Rising PISA scores indicate more effective education policies

Published 04.12.2019 16:30
Students taking an exam for high school in a classroom in Bayrakl? district of ?zmir in this undated photo. (?HA Photo)
Students taking an exam for high school in a classroom in Bayrakl? district of ?zmir in this undated photo. (?HA Photo)

Turkey is in a celebratory mood after an international test revealed higher skills among Turkish students. The country has increased its scores in three fields, namely mathematics, science and reading, between the years 2003 and 2018.

The Program for International Student Assessment (PISA) is a global test run yearly by the Organization for Economic Co-operation and Development (OECD). The results relating to the last three years were announced on Tuesday. PISA director Andreas Schleicher congratulated Turkey, attributing the country's success in increasing scores in mathematics and science to new education policies.

Turkey has participated in PISA tests since 2003, along with 41 other countries. Over time the number of nations participating in the test has risen to 79. Held once every three years, the test, which examines the skills of students aged 15, assessed the accomplishment of more than 600,000 students for its 2018 edition. Thanks to rising scores, Turkey reached the 40th spot in terms of reading skills, 42nd in mathematics and 39th in science, closer to the OECD average. Meanwhile, China and Hong Kong topped the list of the most successful countries.
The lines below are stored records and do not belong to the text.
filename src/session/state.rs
//! Reference session context
//!
//! Tracks the PKCS#11 session state machine and nothing else: no crypto
//! operation buffers, no object search state.

use crate::error::TokenResult;
use crate::session::context::{SessionContext, SessionFlags, SessionState, TokenInfo, UserType};
use chrono::{DateTime, Utc};
use serde::Serialize;
use tracing::debug;
use uuid::Uuid;

/// Session record
#[derive(Debug, Clone, Serialize)]
pub struct Session {
    /// Unique session ID, used in audit records
    pub id: Uuid,

    /// Label of the token the session was opened against
    pub token_label: String,

    /// Flags the session was opened with
    pub flags: SessionFlags,

    /// Current state
    pub state: SessionState,

    /// When the session was opened
    pub opened_at: DateTime<Utc>,

    /// Number of login/logout notifications received
    pub events_seen: u64,
}

impl Session {
    /// Create a new session in the state implied by `flags` and `login`
    pub fn new(token_label: String, flags: SessionFlags, login: Option<UserType>) -> Self {
        Self {
            id: Uuid::new_v4(),
            token_label,
            flags,
            state: SessionState::for_login(flags.is_rw(), login),
            opened_at: Utc::now(),
            events_seen: 0,
        }
    }

    pub fn is_logged_in(&self) -> bool {
        !matches!(self.state, SessionState::RoPublic | SessionState::RwPublic)
    }
}

impl SessionContext for Session {
    fn open(token: &TokenInfo, flags: SessionFlags, login: Option<UserType>) -> TokenResult<Self> {
        Ok(Self::new(token.label.clone(), flags, login))
    }

    fn state(&self) -> SessionState {
        self.state
    }

    fn token_logout(&mut self) -> TokenResult<()> {
        self.state = SessionState::for_login(self.flags.is_rw(), None);
        debug!("Session {} performed token logout", self.id);
        Ok(())
    }

    fn login_event(&mut self, user: UserType, take_lock: bool) {
        self.events_seen += 1;
        // Context-specific login re-authenticates one operation only.
        if user == UserType::ContextSpecific {
            return;
        }
        self.state = SessionState::for_login(self.flags.is_rw(), Some(user));
        debug!(
            "Session {} saw {} login (locked by notifier: {}), now {}",
            self.id, user, take_lock, self.state
        );
    }

    fn logout_event(&mut self, take_lock: bool) {
        self.events_seen += 1;
        self.state = SessionState::for_login(self.flags.is_rw(), None);
        debug!(
            "Session {} saw logout (locked by notifier: {}), now {}",
            self.id, take_lock, self.state
        );
    }
}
National Education Minister Ziya Selçuk responded by saying he was pleased to preside over the education system of one of three countries to have increased its ranks in three fields: "This is a solid sign of achievement," the minister stated. "We will rise even higher, so long as our schools narrow the success gap between themselves," he said.
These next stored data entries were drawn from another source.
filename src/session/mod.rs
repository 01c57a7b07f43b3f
//! Session registry module

pub mod context;
pub mod state;
pub mod table;

pub use context::{SessionContext, SessionFlags, SessionHandle, SessionState, TokenInfo, UserType};
pub use state::Session;
pub use table::{SessionCounts, SessionGuard, SessionTable, TableGuard, MAX_SESSIONS};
While the scores of the participant countries' reading skills ranked between 340 and 555, Turkey recorded a score of 466, 13 points above the overall average. While participant scores in mathematics ranked between 325 and 591, Turkey recorded 454; while the average math score of the country has increased to its highest level since 2003. The participant nations' scores in science literacy fell between 336 and 590, in which Turkey got 468 points.
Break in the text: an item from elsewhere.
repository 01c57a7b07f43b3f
//! Command-line interface

pub mod args;
pub mod commands;

pub use args::{Cli, Commands};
The scores are also the highest for the country since 2006. Deputy Education Minister Mahmut Özer said the results were pleasing: "Our scores in science and math literacy are the highest Turkey has achieved so far in PISA," he pointed out.

Özer says Turkey's average mathematics score reached its highest levels since 2003, while its science score reached its highest level since 2006. "We performed best both in terms of scores and ranking in science literacy," he said, adding that the ministry was working systematically to improve fields that were more lacking. "We want to continue this progressive trend and have many projects in the works to achieve it," he said.

The average scores of 37 of the top countries ranged between 453 and 487. A number of Turkish schools surpassed OECD countries in scores, especially those offering an exclusive scientific curriculum, those geared toward social sciences and "Anatolian" high schools, which offer a more comprehensive curriculum. Such schools scored 583.4, 516.8 and 495 respectively.

Andreas Schleicher says the results indicate a rapid rise in the quality of teaching in Turkey. "This is the result of new education policies, especially those attaching more importance to teachers. I am confident that Turkey will achieve better results in the coming years," he said.

Enver Yücel, who attended the Paris meeting where the PISA results were announced, says better results will be possible with a new education system which places less focus on exams, which impose a great deal of pressure on students. Yücel, founder and chairman of Turkey's Bahçeşehir Uğur Educational Institutions (BUEI), noted that the 2018 PISA survey also measures students' adaption to social life, which reported good results. "Another piece of good news is the limited gap between the genders in terms of success. Girls were less successful than boys in mathematics and science in past editions, but their success rates have tightened this time round," he stated.